* Stored items:
[Start of section]
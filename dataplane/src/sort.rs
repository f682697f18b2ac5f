use crate::types::MatchRule;
use std::cmp::Ordering;

/// Orders match rules by precedence. The sort is stable so rules that tie keep
/// the order they were defined in, and the first of them wins.
///
/// Path and hostname precedence are left to nginx. Here a method match beats no
/// method, then more header matches win, then more query param matches, then
/// the older route, then the route whose "namespace/name" sorts first.
pub(crate) fn sort_match_rules(rules: &mut [MatchRule]) {
    rules.sort_by(compare_priority);
}

fn compare_priority(rule1: &MatchRule, rule2: &MatchRule) -> Ordering {
    let m1 = &rule1.matches;
    let m2 = &rule2.matches;

    m2.method
        .is_some()
        .cmp(&m1.method.is_some())
        .then_with(|| m2.headers.len().cmp(&m1.headers.len()))
        .then_with(|| m2.query_params.len().cmp(&m1.query_params.len()))
        .then_with(|| rule1.source.precedence(&rule2.source))
}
[End of section]
* EXERCISE INSTRUCTIONS: Look for the word "MatchRule". Copy out every line of the data that has it.

* RESULT OF THIS TASK:
use crate::types::MatchRule;
pub(crate) fn sort_match_rules(rules: &mut [MatchRule]) {
fn compare_priority(rule1: &MatchRule, rule2: &MatchRule) -> Ordering {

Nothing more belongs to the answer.